What is being asked
With both ends included, repeat exactly the lines of the entries below from the one containing "#[derive(Debug, thiserror::Error)]" down to the one containing "the live set.", and no others.

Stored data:
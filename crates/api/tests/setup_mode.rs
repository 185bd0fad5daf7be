//! Setup mode: missing required configuration turns every route into 503.

mod common;

use axum::body::Body;
use axum::http::{Request, StatusCode};
use common::body_json;
use tower::ServiceExt;
use wanted_api::config::{BoardConfig, ConfigError};
use wanted_api::router::build_setup_router;

#[tokio::test]
async fn every_route_returns_setup_instructions() {
    let problem = BoardConfig::from_lookup(|_| None).unwrap_err();
    let app = build_setup_router(&problem, &common::test_config());

    for uri in ["/", "/admin", "/health", "/api/v1/entries", "/anything"] {
        let response = app
            .clone()
            .oneshot(Request::get(uri).body(Body::empty()).unwrap())
            .await
            .unwrap();
        assert_eq!(response.status(), StatusCode::SERVICE_UNAVAILABLE, "{uri}");

        let json = body_json(response).await;
        assert_eq!(json["code"], "SETUP_REQUIRED");
        assert_eq!(json["detail"], "APP_ID must be set");
        assert!(!json["instructions"].as_array().unwrap().is_empty());
    }
}

#[tokio::test]
async fn writes_are_refused_too() {
    let app = build_setup_router(
        &ConfigError::Missing("ADMIN_PASSWORD"),
        &common::test_config(),
    );

    let response = app
        .oneshot(
            Request::post("/api/v1/admin/session")
                .header("Content-Type", "application/json")
                .body(Body::from(r#"{"password":"sheriff"}"#))
                .unwrap(),
        )
        .await
        .unwrap();
    assert_eq!(response.status(), StatusCode::SERVICE_UNAVAILABLE);
    assert_eq!(body_json(response).await["detail"], "ADMIN_PASSWORD must be set");
}

#[tokio::test]
async fn invalid_app_id_reports_the_variable() {
    let problem = BoardConfig::from_lookup(|var| match var {
        "APP_ID" => Some("west/east".to_string()),
        "ADMIN_PASSWORD" => Some("sheriff".to_string()),
        _ => None,
    })
    .unwrap_err();
    let app = build_setup_router(&problem, &common::test_config());

    let response = app
        .oneshot(Request::get("/").body(Body::empty()).unwrap())
        .await
        .unwrap();
    assert_eq!(response.status(), StatusCode::SERVICE_UNAVAILABLE);
    let json = body_json(response).await;
    assert_eq!(json["code"], "SETUP_REQUIRED");
    assert!(json["detail"].as_str().unwrap().contains("APP_ID"));
}
use wanted_core::error::CoreError;
use wanted_core::types::EntryId;
use wanted_store::StoreError;

#[derive(Debug, thiserror::Error)]
pub enum BoardError {
    #[error(transparent)]
    Core(#[from] CoreError),

    #[error(transparent)]
    Store(#[from] StoreError),

    /// The view has not finished its anonymous sign-in.
    #[error("Not signed in")]
    NotSignedIn,

    /// The entry is not in the live set.
    #[error("Entry {0} is not on the board")]
    NotFound(EntryId),
}
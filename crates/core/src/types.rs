/// Entry identifiers are opaque UUIDs assigned by the store.
pub type EntryId = uuid::Uuid;

/// Bounties are non-negative by construction.
pub type Bounty = u64;

/// All timestamps are UTC.
pub type Timestamp = chrono::DateTime<chrono::Utc>;
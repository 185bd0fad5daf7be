//! Seeding a fresh collection from a list of names.

use rand::Rng;
use wanted_core::avatar::avatar_url;
use wanted_core::collection::CollectionPath;
use wanted_core::entry::NewEntry;

use crate::auth::Identity;
use crate::error::StoreError;
use crate::store::DocumentStore;

/// Smallest random bounty handed to a seeded outlaw.
pub const SEED_BOUNTY_MIN: u64 = 5;
/// Largest random bounty handed to a seeded outlaw.
pub const SEED_BOUNTY_MAX: u64 = 205;

/// Parse a seed file: one name per line, blank lines and `#` comments
/// skipped.
pub fn parse_names(contents: &str) -> Vec<String> {
    contents
        .lines()
        .map(str::trim)
        .filter(|line| !line.is_empty() && !line.starts_with('#'))
        .map(str::to_string)
        .collect()
}

/// Build seed entries with random bounties. Seeded avatars use the bare
/// name as seed so a reseed shows the same faces.
pub fn seed_entries(names: &[String]) -> Vec<NewEntry> {
    let mut rng = rand::rng();
    names
        .iter()
        .filter_map(|name| match NewEntry::new(name, 0) {
            Ok(entry) => Some(entry),
            Err(e) => {
                tracing::warn!(name = %name, error = %e, "Skipping invalid seed name");
                None
            }
        })
        .map(|mut entry| {
            entry.bounty = rng.random_range(SEED_BOUNTY_MIN..=SEED_BOUNTY_MAX);
            let image = avatar_url(&entry.name);
            entry.with_image(image)
        })
        .collect()
}

/// Seed the collection if it is empty. Returns the number of entries added.
pub async fn seed_if_empty(
    store: &DocumentStore,
    identity: &Identity,
    path: &CollectionPath,
    names: &[String],
) -> Result<usize, StoreError> {
    if store.document_count(path).await > 0 {
        tracing::info!(collection = %path, "Collection already populated, skipping seed");
        return Ok(0);
    }

    let created = store
        .add_batch(identity, path, seed_entries(names))
        .await?;
    tracing::info!(count = created.len(), collection = %path, "Seeded outlaws");
    Ok(created.len())
}
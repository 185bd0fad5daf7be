//! Per-entry edit buffer for the bounty field.
//!
//! While an admin types into a card, remote echoes of that entry (their
//! own earlier writes, or another admin's) must not overwrite the draft.
//! The buffer is a two-state machine:
//!
//! ```text
//!   Synced --focus/input--> Editing --commit--> Synced
//!     ^  live updates applied     live updates ignored
//! ```

use serde::Serialize;

use crate::entry::parse_bounty_input;
use crate::types::Bounty;

#[derive(Debug, Clone, Copy, PartialEq, Eq, Serialize)]
#[serde(rename_all = "lowercase")]
pub enum EditState {
    Synced,
    Editing,
}

/// Result of leaving the editing state.
#[derive(Debug, Clone, Copy, PartialEq, Eq)]
pub enum Commit {
    /// Issue exactly one write with this value.
    Write(Bounty),
    /// The draft was not a number; nothing is written.
    Rejected,
    /// The buffer was not being edited.
    Idle,
}

#[derive(Debug, Clone)]
pub struct EditBuffer {
    state: EditState,
    draft: String,
    live: Bounty,
}

impl EditBuffer {
    pub fn new(live: Bounty) -> Self {
        Self {
            state: EditState::Synced,
            draft: live.to_string(),
            live,
        }
    }

    pub fn state(&self) -> EditState {
        self.state
    }

    pub fn is_editing(&self) -> bool {
        self.state == EditState::Editing
    }

    /// The text currently shown in the input.
    pub fn value(&self) -> &str {
        &self.draft
    }

    /// Last live value seen, whether or not it is displayed.
    pub fn live(&self) -> Bounty {
        self.live
    }

    /// Record a live value delivered by the store.
    ///
    /// Returns `true` when the visible value changed.
    pub fn on_live_update(&mut self, live: Bounty) -> bool {
        self.live = live;
        if self.is_editing() {
            return false;
        }
        let shown = live.to_string();
        if shown == self.draft {
            return false;
        }
        self.draft = shown;
        true
    }

    pub fn focus(&mut self) {
        self.state = EditState::Editing;
    }

    /// Replace the draft text. Typing implies focus.
    pub fn input(&mut self, text: impl Into<String>) {
        self.state = EditState::Editing;
        self.draft = text.into();
    }

    /// Leave editing (blur or Enter) and decide what to write.
    ///
    /// The buffer returns to `Synced` and shows the last known live value
    /// until the write echoes back.
    pub fn commit(&mut self) -> Commit {
        if !self.is_editing() {
            return Commit::Idle;
        }
        let outcome = match parse_bounty_input(&self.draft) {
            Some(value) => Commit::Write(value),
            None => Commit::Rejected,
        };
        self.state = EditState::Synced;
        self.draft = self.live.to_string();
        outcome
    }
}

#[cfg(test)]
mod tests {
    use super::*;

    #[test]
    fn test_new_buffer_is_synced() {
        let buf = EditBuffer::new(12);
        assert_eq!(buf.state(), EditState::Synced);
        assert_eq!(buf.value(), "12");
    }

    #[test]
    fn test_synced_buffer_tracks_live() {
        let mut buf = EditBuffer::new(12);
        assert!(buf.on_live_update(15));
        assert_eq!(buf.value(), "15");
        assert!(!buf.on_live_update(15));
    }

    #[test]
    fn test_editing_ignores_live_updates() {
        let mut buf = EditBuffer::new(12);
        buf.focus();
        buf.input("4");
        assert!(!buf.on_live_update(99));
        assert!(!buf.on_live_update(100));
        assert_eq!(buf.value(), "4");
        assert_eq!(buf.live(), 100);
    }

    #[test]
    fn test_commit_writes_once_and_resyncs() {
        let mut buf = EditBuffer::new(12);
        buf.focus();
        buf.input("40");
        assert_eq!(buf.commit(), Commit::Write(40));
        assert_eq!(buf.state(), EditState::Synced);
        assert_eq!(buf.value(), "12");

        // A second blur without focus must not write again.
        assert_eq!(buf.commit(), Commit::Idle);

        // The echo of our own write lands.
        assert!(buf.on_live_update(40));
        assert_eq!(buf.value(), "40");
    }

    #[test]
    fn test_commit_clamps_negative() {
        let mut buf = EditBuffer::new(3);
        buf.input("-5");
        assert_eq!(buf.commit(), Commit::Write(0));
    }

    #[test]
    fn test_commit_rejects_garbage() {
        let mut buf = EditBuffer::new(3);
        buf.input("abc");
        assert_eq!(buf.commit(), Commit::Rejected);
        assert_eq!(buf.state(), EditState::Synced);
        assert_eq!(buf.value(), "3");
    }

    #[test]
    fn test_focus_without_typing_rewrites_current_value() {
        let mut buf = EditBuffer::new(8);
        buf.focus();
        buf.on_live_update(9);
        assert_eq!(buf.commit(), Commit::Write(8));
    }

    #[test]
    fn test_input_implies_focus() {
        let mut buf = EditBuffer::new(1);
        buf.input("2");
        assert!(buf.is_editing());
    }
}
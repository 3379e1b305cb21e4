//! CLI errors.

use thiserror::Error;

use crate::config::ConfigError;
use crate::executor::DbError;

/// Result type for CLI commands.
pub type CliResult<T> = Result<T, CliError>;

/// Failure while running a CLI command.
#[derive(Debug, Error)]
pub enum CliError {
    #[error("configuration error: {0}")]
    Config(#[from] ConfigError),

    #[error("database error: {0}")]
    Database(#[from] DbError),

    #[error("io error: {0}")]
    Io(#[from] std::io::Error),
}
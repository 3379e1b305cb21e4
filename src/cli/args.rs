//! CLI argument definitions using clap.

use clap::{Parser, Subcommand};

/// statgate - SQL operation-translation gateway
#[derive(Parser, Debug)]
#[command(name = "statgate")]
#[command(version, about, long_about = None)]
pub struct Cli {
    #[command(subcommand)]
    pub command: Command,
}

#[derive(Subcommand, Debug)]
pub enum Command {
    /// Start the gateway server
    Serve {
        /// Override the listen port (default: PORT env or 3000)
        #[arg(long)]
        port: Option<u16>,
    },
}

impl Cli {
    /// Parse command line arguments.
    pub fn parse_args() -> Self {
        Cli::parse()
    }
}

Solution to this problem
#[derive(Debug, thiserror::Error)]
pub enum BoardError {
    #[error(transparent)]
    Core(#[from] CoreError),

    #[error(transparent)]
    Store(#[from] StoreError),

    /// The view has not finished its anonymous sign-in.
    #[error("Not signed in")]
    NotSignedIn,

    /// The entry is not in the live set.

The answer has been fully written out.